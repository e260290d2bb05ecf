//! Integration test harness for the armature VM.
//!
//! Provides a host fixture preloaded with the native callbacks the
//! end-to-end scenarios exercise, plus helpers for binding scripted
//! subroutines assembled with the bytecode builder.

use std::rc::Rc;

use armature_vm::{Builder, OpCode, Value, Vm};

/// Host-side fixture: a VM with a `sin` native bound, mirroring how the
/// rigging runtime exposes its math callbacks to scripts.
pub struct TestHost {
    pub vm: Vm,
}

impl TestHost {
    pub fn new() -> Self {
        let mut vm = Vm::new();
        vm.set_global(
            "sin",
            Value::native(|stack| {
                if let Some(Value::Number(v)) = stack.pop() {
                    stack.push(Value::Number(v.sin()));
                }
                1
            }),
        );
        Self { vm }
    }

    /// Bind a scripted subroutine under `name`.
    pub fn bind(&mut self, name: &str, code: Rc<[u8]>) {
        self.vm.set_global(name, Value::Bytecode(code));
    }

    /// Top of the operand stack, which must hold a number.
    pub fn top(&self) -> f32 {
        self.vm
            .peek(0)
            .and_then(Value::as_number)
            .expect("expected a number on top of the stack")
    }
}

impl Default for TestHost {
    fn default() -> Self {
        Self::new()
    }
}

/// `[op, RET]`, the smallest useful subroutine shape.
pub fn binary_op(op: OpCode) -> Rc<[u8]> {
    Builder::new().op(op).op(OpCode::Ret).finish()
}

========================================

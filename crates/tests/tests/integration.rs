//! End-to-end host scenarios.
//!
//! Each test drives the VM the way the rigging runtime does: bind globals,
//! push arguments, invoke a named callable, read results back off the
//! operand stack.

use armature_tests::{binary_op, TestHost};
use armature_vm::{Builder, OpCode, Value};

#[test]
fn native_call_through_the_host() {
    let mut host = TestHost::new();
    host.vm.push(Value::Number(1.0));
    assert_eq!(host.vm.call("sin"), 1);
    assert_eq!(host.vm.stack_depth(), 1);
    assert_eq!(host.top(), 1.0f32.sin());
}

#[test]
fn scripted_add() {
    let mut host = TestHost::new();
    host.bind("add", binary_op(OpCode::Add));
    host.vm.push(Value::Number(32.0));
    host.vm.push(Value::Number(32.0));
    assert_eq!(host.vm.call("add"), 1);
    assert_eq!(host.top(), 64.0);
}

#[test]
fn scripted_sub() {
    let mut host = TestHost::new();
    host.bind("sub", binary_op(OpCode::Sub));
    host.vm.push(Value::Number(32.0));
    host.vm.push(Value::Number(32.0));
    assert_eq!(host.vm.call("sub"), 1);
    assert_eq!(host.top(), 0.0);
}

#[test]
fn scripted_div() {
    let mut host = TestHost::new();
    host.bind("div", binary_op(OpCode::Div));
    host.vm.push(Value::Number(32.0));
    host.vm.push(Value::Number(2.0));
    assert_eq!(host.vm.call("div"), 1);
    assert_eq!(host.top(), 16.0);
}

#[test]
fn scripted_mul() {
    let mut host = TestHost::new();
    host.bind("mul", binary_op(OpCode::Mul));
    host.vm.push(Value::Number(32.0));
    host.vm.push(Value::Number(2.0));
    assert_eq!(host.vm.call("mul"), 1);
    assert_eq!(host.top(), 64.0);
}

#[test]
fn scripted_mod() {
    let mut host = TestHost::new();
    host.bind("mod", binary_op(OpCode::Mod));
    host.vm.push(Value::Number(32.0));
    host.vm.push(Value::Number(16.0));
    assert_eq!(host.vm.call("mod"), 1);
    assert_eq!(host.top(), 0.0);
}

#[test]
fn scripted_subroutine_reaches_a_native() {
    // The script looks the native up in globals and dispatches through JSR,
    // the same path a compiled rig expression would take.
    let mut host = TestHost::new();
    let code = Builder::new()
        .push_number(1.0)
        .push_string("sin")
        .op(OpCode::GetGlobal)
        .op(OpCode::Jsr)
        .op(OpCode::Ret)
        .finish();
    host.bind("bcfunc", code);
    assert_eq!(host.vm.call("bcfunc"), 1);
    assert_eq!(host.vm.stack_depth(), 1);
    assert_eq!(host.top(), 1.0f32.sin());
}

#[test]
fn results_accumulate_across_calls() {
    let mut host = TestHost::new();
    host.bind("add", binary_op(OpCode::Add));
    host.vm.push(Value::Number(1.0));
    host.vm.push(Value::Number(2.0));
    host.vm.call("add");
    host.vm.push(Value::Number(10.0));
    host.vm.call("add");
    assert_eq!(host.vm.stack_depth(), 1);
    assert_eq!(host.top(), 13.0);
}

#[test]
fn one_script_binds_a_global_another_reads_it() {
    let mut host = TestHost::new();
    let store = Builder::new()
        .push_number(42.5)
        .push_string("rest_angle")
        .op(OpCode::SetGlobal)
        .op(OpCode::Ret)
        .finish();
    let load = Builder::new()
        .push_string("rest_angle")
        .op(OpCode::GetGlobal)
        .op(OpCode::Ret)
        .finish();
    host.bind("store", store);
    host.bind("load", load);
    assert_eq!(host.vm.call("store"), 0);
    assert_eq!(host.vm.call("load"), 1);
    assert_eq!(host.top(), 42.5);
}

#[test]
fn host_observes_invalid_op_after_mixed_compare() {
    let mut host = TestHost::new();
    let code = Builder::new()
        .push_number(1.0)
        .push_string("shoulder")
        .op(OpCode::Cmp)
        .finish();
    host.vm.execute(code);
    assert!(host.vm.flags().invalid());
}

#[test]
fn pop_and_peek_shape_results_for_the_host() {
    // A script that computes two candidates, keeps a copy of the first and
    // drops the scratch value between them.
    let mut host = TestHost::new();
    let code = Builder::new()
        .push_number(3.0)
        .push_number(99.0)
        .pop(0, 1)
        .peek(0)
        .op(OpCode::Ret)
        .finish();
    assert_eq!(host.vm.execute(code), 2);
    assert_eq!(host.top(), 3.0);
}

========================================

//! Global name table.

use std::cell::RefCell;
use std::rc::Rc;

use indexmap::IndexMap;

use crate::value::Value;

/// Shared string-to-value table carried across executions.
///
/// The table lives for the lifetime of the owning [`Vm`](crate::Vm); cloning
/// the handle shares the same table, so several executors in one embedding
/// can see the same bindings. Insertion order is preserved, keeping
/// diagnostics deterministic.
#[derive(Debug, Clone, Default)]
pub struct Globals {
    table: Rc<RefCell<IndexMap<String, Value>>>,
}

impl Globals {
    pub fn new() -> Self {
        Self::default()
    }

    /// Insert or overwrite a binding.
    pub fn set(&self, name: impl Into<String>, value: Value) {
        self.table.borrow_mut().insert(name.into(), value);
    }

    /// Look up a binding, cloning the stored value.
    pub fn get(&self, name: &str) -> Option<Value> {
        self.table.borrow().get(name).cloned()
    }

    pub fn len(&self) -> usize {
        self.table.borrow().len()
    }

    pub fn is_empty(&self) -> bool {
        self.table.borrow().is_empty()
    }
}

========================================

Problem statement —
If a line of the listing above contains "with", pick it out and copy it.

Answer to this problem —
//! Provides a host fixture preloaded with the native callbacks the
//! subroutines assembled with the bytecode builder.
/// Host-side fixture: a VM with a `sin` native bound, mirroring how the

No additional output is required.